Ton fils était mon port d’attache et je ne l’ai pas trompé, mais le bras de l’autre m’a entraînée comme une grosse vague, comme la crinière d’un mulet…

On est bien là dans l’amour passion qui entraîne tout sur son passage, bouleverse et met à bas le libre arbitre. La leçon est inscrite dans la vie même du poète : il faut suivre son désir. Autrement dit, ses instincts. C’est ce que fait le personnage de la Fiancée. C’est ce que recherchera sa vie durant Lorca. Et justement ici, même si ce sont des raisons économiques qui font avorter l’amour, il n’empêche que le mythe de l’impossible amour est bien là, présent, vibrant, renversant. Lorca nous aura toute sa vie dit et ressassé, comme le fera plus tard notre grand Aragon, que « Rien n’est jamais acquis à l’homme… / et quand il croit saisir son bonheur il le broie… / Il n’y a pas d’amour qui ne soit à douleur, il n’y a pas d’amour dont on ne soit meurtri, il n’y a pas d’amour heureux*13… ». Aragon était très proche de Lorca, comme il le prouvera tardivement en produisant son très oriental poème Le Fou d’Elsa, composé en zadjals, tout comme Lorca, aux dernières pulsations de sa veine poétique, choisira les formes orientales du diwan et de la kassida pour composer son Divan du Tamarit.

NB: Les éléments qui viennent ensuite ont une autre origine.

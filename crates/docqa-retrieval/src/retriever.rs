use std::fmt::Write as _;

use tracing::{info, warn};

use docqa_core::config::RetrievalSettings;
use docqa_core::error::{Error, Result};
use docqa_core::traits::EmbeddingGateway;
use docqa_core::types::{Chunk, RetrievalStrategy, RetrievedPassage};
use docqa_text::KeywordRetriever;

use crate::embedding::EmbeddingRetriever;

/// Passages for one question and the strategy that selected them.
#[derive(Debug, Clone, PartialEq)]
pub struct Retrieval {
    pub strategy: RetrievalStrategy,
    pub passages: Vec<RetrievedPassage>,
}

/// Per-document retriever: embedding search when possible, keyword overlap otherwise.
///
/// Build one per document. [`build_index`](Self::build_index) replaces
/// everything the retriever knew about the previous document.
pub struct Retriever {
    embedding: Option<EmbeddingRetriever>,
    embedding_ready: bool,
    keyword: KeywordRetriever,
    top_k: usize,
}

impl Retriever {
    pub fn new(embedder: Option<Box<dyn EmbeddingGateway>>, settings: &RetrievalSettings) -> Self {
        Self {
            embedding: embedder.map(|e| EmbeddingRetriever::from_settings(e, settings)),
            embedding_ready: false,
            keyword: KeywordRetriever::new(Vec::new(), settings.keyword_top_n),
            top_k: settings.top_k,
        }
    }

    pub fn keyword_only(settings: &RetrievalSettings) -> Self { Self::new(None, settings) }

    /// Strategy the next [`retrieve`](Self::retrieve) call will try first.
    pub fn strategy(&self) -> RetrievalStrategy {
        if self.embedding_ready { RetrievalStrategy::Embedding } else { RetrievalStrategy::Keyword }
    }

    /// Index `chunks` for retrieval.
    ///
    /// An unavailable embedder is not fatal: the failure is logged and the
    /// retriever answers with keyword overlap for this document.
    pub fn build_index(&mut self, chunks: &[Chunk]) -> Result<()> {
        self.keyword = KeywordRetriever::new(chunks.to_vec(), self.keyword.top_n());
        self.embedding_ready = false;
        let Some(embedding) = self.embedding.as_mut() else {
            info!(chunks = chunks.len(), "keyword index built");
            return Ok(());
        };
        match embedding.build_index(chunks) {
            Ok(_) => self.embedding_ready = true,
            Err(Error::EmbeddingUnavailable(reason)) => {
                warn!("embedding index unavailable, using keyword retrieval: {reason}");
            }
            Err(e) => return Err(e),
        }
        Ok(())
    }

    pub fn retrieve(&self, question: &str) -> Result<Retrieval> {
        if let (true, Some(embedding)) = (self.embedding_ready, self.embedding.as_ref()) {
            match embedding.retrieve(question, self.top_k) {
                Ok(passages) => return Ok(Retrieval { strategy: RetrievalStrategy::Embedding, passages }),
                Err(Error::EmbeddingUnavailable(reason)) => {
                    warn!("embedding retrieval failed, falling back to keywords: {reason}");
                }
                Err(e) => return Err(e),
            }
        }
        Ok(Retrieval { strategy: RetrievalStrategy::Keyword, passages: self.keyword.retrieve(question) })
    }
}

/// Render passages as numbered context blocks for the answer prompt.
pub fn format_contexts(passages: &[RetrievedPassage]) -> String {
    let mut out = String::new();
    for p in passages {
        let _ = write!(out, "CONTEXT #{} (score {}):\n{}\n\n", p.chunk_id, p.score, p.text);
    }
    out
}

#[cfg(test)]
mod tests {
    use super::*;

    #[test]
    fn contexts_are_numbered_by_chunk() {
        let passages = vec![
            RetrievedPassage { score: 2.0, text: "first".into(), chunk_id: 3 },
            RetrievedPassage { score: 1.0, text: "second".into(), chunk_id: 0 },
        ];
        assert_eq!(format_contexts(&passages), "CONTEXT #3 (score 2):\nfirst\n\nCONTEXT #0 (score 1):\nsecond\n\n");
    }

    #[test]
    fn keyword_only_before_indexing_returns_nothing() {
        let retriever = Retriever::keyword_only(&RetrievalSettings::default());
        let r = retriever.retrieve("anything at all").unwrap();
        assert_eq!(r.strategy, RetrievalStrategy::Keyword);
        assert!(r.passages.is_empty());
    }
}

Risquons un dernier regard sur la toute première lecture – découverte – de cette étonnante pièce et retrouvons Lorca, l’enfant orateur, mime, dramaturge et acteur, quêtant l’approbation d’un auditoire choisi, et acquis d’avance à son génie. Selon son habitude, Lorca lit sa pièce à ses amis, et, comme il le fera souvent, dans le salon de Carlos Morla Lynch et son épouse Bebé, pour qui il a beaucoup d’amitié et une grande tendresse. La lecture, dans ce petit cercle, a lieu le 17 septembre 1932. Six mois plus tard, ses amis vont assister à la première de la pièce, le 8 mars 1933 au teatro Beatriz, de Madrid. Il y a dans la salle un parterre de gloires : Miguel de Unamuno, le célèbre philosophe, mais qui fut aussi l’auteur d’une douzaine de pièces de théâtre, dont une Fedra, toute vibrante du mythe grec de Phèdre, qui fit grand bruit, les dramaturges Eduardo Marquina (qui avait aidé Lorca à ses débuts, en l’invitant à réciter ses poèmes à l’Ateneo de Madrid, ou en lui faisant connaître Jacinto Benavente*14) et les frères Álvarez Quintero, maîtres du théâtre rural andalou, et aussi les amis poètes de ce qu’on a appelé la Génération de 1928, Luis Cernuda, Vicente Aleixandre, Pedro Salinas et Jorge Guillén, entre autres. Le commentaire de Morla Lynch est éclairant :

Toujours l’obsession de la mort dans les poèmes de Federico, encore latente dans les images les plus pleines de lumière, les plus pléthoriques d’optimisme. La mort et l’amour. Les deux extrêmes : la fin et le début…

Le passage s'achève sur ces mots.